RECORD SET:
#![forbid(unsafe_code)]
//! nexus-search: the multi-signal ranking pipeline.
//!
//! Stages, in order:
//! 1. [`expansion`]: normalize the query, infer its domain, optionally expand
//! 2. [`candidates`]: lexical and vector retrieval run concurrently, merged by id
//! 3. [`signals`]: coherence, graph, and pseudo-relevance signals for the top-K
//! 4. [`fusion`]: semantic threshold and weighted combination
//! 5. [`diversity`]: MMR selection
//!
//! [`pipeline::Pipeline`] sequences them and records a trace.
//!
//! # Conventions
//!
//! - **Errors**: request validation returns
//!   [`PipelineError`](nexus_core::error::PipelineError); backends return
//!   `anyhow::Result`. A failing backend never fails a request.
//! - **Logging**: Use `tracing` macros (`info!`, `warn!`, `debug!`).

pub mod backend;
pub mod candidates;
pub mod capability;
pub mod diversity;
pub mod expansion;
pub mod fusion;
pub mod pipeline;
pub mod signals;

pub use candidates::{MergedCandidate, merge_candidates};
pub use capability::{
    CoherenceJudge, Embedder, GraphEmbeddings, LexicalHit, LexicalSearch, PairwiseSimilarity,
    VectorHit, VectorSearch,
};
pub use diversity::{EmbeddingSimilarity, TitleSimilarity, mmr_select};
pub use expansion::QueryPreprocessor;
pub use fusion::{SignalInput, WeightCombiner};
pub use pipeline::{Pipeline, PipelineBuilder, outcome_for};
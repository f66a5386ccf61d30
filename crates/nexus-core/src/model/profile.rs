//! Weight profiles for combining signals.
//!
//! A profile is a named [`SignalWeights`] set. The combined relevance is the
//! plain weighted sum
//!
//! `final = w_lex*L + w_sem*S + w_coh*C + w_graph*G + w_fb*F + w_hist*H`
//!
//! Weights conventionally sum to 1, but nothing here assumes it: the sum is
//! never renormalized behind the caller's back.

use crate::error::PipelineError;
use crate::model::score::{ScoreVector, Signal};
use serde::{Deserialize, Serialize};
use std::collections::BTreeMap;

pub const STANDARD_PROFILE: &str = "standard";
pub const ENHANCED_PROFILE: &str = "enhanced";
/// Reserved selector for weights produced by the adaptive policy.
pub const ADAPTIVE_PROFILE: &str = "adaptive";

/// One value per signal.
///
/// Used with `f32` for combination weights and with other payloads (for
/// example learned posteriors) wherever a per-signal table is needed.
#[derive(Debug, Clone, Copy, PartialEq, Serialize, Deserialize)]
pub struct SignalWeights<T = f32> {
    pub lexical: T,
    pub semantic: T,
    pub coherence: T,
    pub graph: T,
    pub feedback: T,
    pub historical_feedback: T,
}

impl Default for SignalWeights<f32> {
    fn default() -> Self {
        Self {
            lexical: 0.15,
            semantic: 0.25,
            coherence: 0.30,
            graph: 0.10,
            feedback: 0.10,
            historical_feedback: 0.10,
        }
    }
}

impl<T: Copy> SignalWeights<T> {
    pub fn from_fn(mut f: impl FnMut(Signal) -> T) -> Self {
        Self {
            lexical: f(Signal::Lexical),
            semantic: f(Signal::Semantic),
            coherence: f(Signal::Coherence),
            graph: f(Signal::Graph),
            feedback: f(Signal::Feedback),
            historical_feedback: f(Signal::HistoricalFeedback),
        }
    }

    #[must_use]
    pub fn get(&self, signal: Signal) -> T {
        match signal {
            Signal::Lexical => self.lexical,
            Signal::Semantic => self.semantic,
            Signal::Coherence => self.coherence,
            Signal::Graph => self.graph,
            Signal::Feedback => self.feedback,
            Signal::HistoricalFeedback => self.historical_feedback,
        }
    }

    pub fn get_mut(&mut self, signal: Signal) -> &mut T {
        match signal {
            Signal::Lexical => &mut self.lexical,
            Signal::Semantic => &mut self.semantic,
            Signal::Coherence => &mut self.coherence,
            Signal::Graph => &mut self.graph,
            Signal::Feedback => &mut self.feedback,
            Signal::HistoricalFeedback => &mut self.historical_feedback,
        }
    }

    pub fn map<U: Copy>(&self, mut f: impl FnMut(T) -> U) -> SignalWeights<U> {
        SignalWeights::from_fn(|signal| f(self.get(signal)))
    }

    pub fn iter(&self) -> impl Iterator<Item = (Signal, T)> + '_ {
        Signal::ALL.into_iter().map(|signal| (signal, self.get(signal)))
    }
}

impl SignalWeights<f32> {
    /// Weighted sum `Σ weight × signal` over the six relevance signals.
    #[must_use]
    pub fn weighted_sum(&self, scores: &ScoreVector) -> f32 {
        (self.lexical * scores.lexical)
            + (self.semantic * scores.semantic)
            + (self.coherence * scores.coherence)
            + (self.graph * scores.graph)
            + (self.feedback * scores.feedback)
            + (self.historical_feedback * scores.historical_feedback)
    }

    #[must_use]
    pub fn total(&self) -> f32 {
        self.iter().map(|(_, weight)| weight).sum()
    }

    /// Scale weights to sum to 1. All-zero weights are returned unchanged.
    #[must_use]
    pub fn normalized(&self) -> Self {
        let total = self.total();
        if !total.is_finite() || total <= f32::EPSILON {
            return *self;
        }
        self.map(|weight| weight / total)
    }

    /// Reject non-finite or negative weights.
    pub fn validate(&self) -> Result<(), String> {
        for (signal, weight) in self.iter() {
            if !weight.is_finite() {
                return Err(format!("weight for {signal} is not finite"));
            }
            if weight < 0.0 {
                return Err(format!("weight for {signal} is negative ({weight})"));
            }
        }
        Ok(())
    }
}

/// A named weight mapping, selected per request.
#[derive(Debug, Clone, PartialEq, Serialize, Deserialize)]
pub struct WeightProfile {
    pub name: String,
    pub weights: SignalWeights,
}

impl WeightProfile {
    pub fn new(name: impl Into<String>, weights: SignalWeights) -> Self {
        Self {
            name: name.into(),
            weights,
        }
    }

    /// Baseline weights.
    #[must_use]
    pub fn standard() -> Self {
        Self::new(STANDARD_PROFILE, SignalWeights::default())
    }

    /// Weights that lean on retrieval signals over the coherence judgment.
    #[must_use]
    pub fn enhanced() -> Self {
        Self::new(
            ENHANCED_PROFILE,
            SignalWeights {
                lexical: 0.25,
                semantic: 0.35,
                coherence: 0.20,
                graph: 0.05,
                feedback: 0.10,
                historical_feedback: 0.05,
            },
        )
    }

    #[must_use]
    pub fn score(&self, scores: &ScoreVector) -> f32 {
        self.weights.weighted_sum(scores)
    }
}

/// Registry of named profiles available to requests.
///
/// Always contains `standard` and `enhanced`; extra profiles come from
/// configuration. The adaptive selector is not a registry entry.
#[derive(Debug, Clone, PartialEq)]
pub struct ProfileRegistry {
    profiles: BTreeMap<String, WeightProfile>,
}

impl Default for ProfileRegistry {
    fn default() -> Self {
        let mut profiles = BTreeMap::new();
        for profile in [WeightProfile::standard(), WeightProfile::enhanced()] {
            profiles.insert(profile.name.clone(), profile);
        }
        Self { profiles }
    }
}

impl ProfileRegistry {
    /// Register or replace a profile.
    ///
    /// # Errors
    ///
    /// Rejects the reserved `adaptive` name, empty names, and invalid weights.
    pub fn insert(&mut self, profile: WeightProfile) -> Result<(), PipelineError> {
        let name = profile.name.trim();
        if name.is_empty() || name.eq_ignore_ascii_case(ADAPTIVE_PROFILE) {
            return Err(PipelineError::InvalidProfile {
                name: profile.name.clone(),
                reason: "name is empty or reserved".to_string(),
            });
        }
        profile
            .weights
            .validate()
            .map_err(|reason| PipelineError::InvalidProfile {
                name: profile.name.clone(),
                reason,
            })?;

        self.profiles.insert(name.to_string(), profile);
        Ok(())
    }

    /// Look up a profile by exact name.
    ///
    /// # Errors
    ///
    /// Unknown names are a fatal request error; nothing is substituted.
    pub fn get(&self, name: &str) -> Result<&WeightProfile, PipelineError> {
        self.profiles
            .get(name)
            .ok_or_else(|| PipelineError::UnknownProfile(name.to_string()))
    }

    #[must_use]
    pub fn contains(&self, name: &str) -> bool {
        self.profiles.contains_key(name)
    }

    pub fn iter(&self) -> impl Iterator<Item = &WeightProfile> {
        self.profiles.values()
    }
}
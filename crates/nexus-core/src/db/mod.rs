//! SQLite document store.
//!
//! Runtime defaults mirror a read-mostly workload:
//! - `journal_mode = WAL` so searches never block on an indexing writer
//! - `busy_timeout = 5s` to ride out transient lock contention

pub mod documents;
pub mod embeddings;
pub mod fts;
pub mod migrations;
pub mod schema;

use anyhow::{Context, Result};
use rusqlite::Connection;
use std::{path::Path, time::Duration};

/// Busy timeout used for store connections.
pub const DEFAULT_BUSY_TIMEOUT: Duration = Duration::from_secs(5);

/// File name of the store under the `.nexus` directory.
pub const STORE_FILE: &str = "documents.sqlite3";

/// Open (or create) the document store, apply runtime pragmas, and migrate
/// the schema to the latest version.
///
/// # Errors
///
/// Returns an error if opening, configuring, or migrating the database fails.
pub fn open_store(path: &Path) -> Result<Connection> {
    if let Some(parent) = path.parent() {
        std::fs::create_dir_all(parent)
            .with_context(|| format!("create store directory {}", parent.display()))?;
    }

    let mut conn =
        Connection::open(path).with_context(|| format!("open document store {}", path.display()))?;

    configure_connection(&conn).context("configure sqlite pragmas")?;
    migrations::migrate(&mut conn).context("apply store migrations")?;

    Ok(conn)
}

/// Open an in-memory store with the full schema, for tests and fixtures.
///
/// # Errors
///
/// Returns an error if the schema cannot be applied.
pub fn open_in_memory() -> Result<Connection> {
    let mut conn = Connection::open_in_memory().context("open in-memory store")?;
    migrations::migrate(&mut conn).context("apply store migrations")?;
    Ok(conn)
}

fn configure_connection(conn: &Connection) -> rusqlite::Result<()> {
    conn.pragma_update(None, "synchronous", "NORMAL")?;
    let _journal_mode: String =
        conn.query_row("PRAGMA journal_mode = WAL", [], |row| row.get(0))?;
    conn.busy_timeout(DEFAULT_BUSY_TIMEOUT)?;
    Ok(())
}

TASK GOAL: The answer should be one number: how many lines in the data contain the word "scores".

YOUR SOLUTION: 9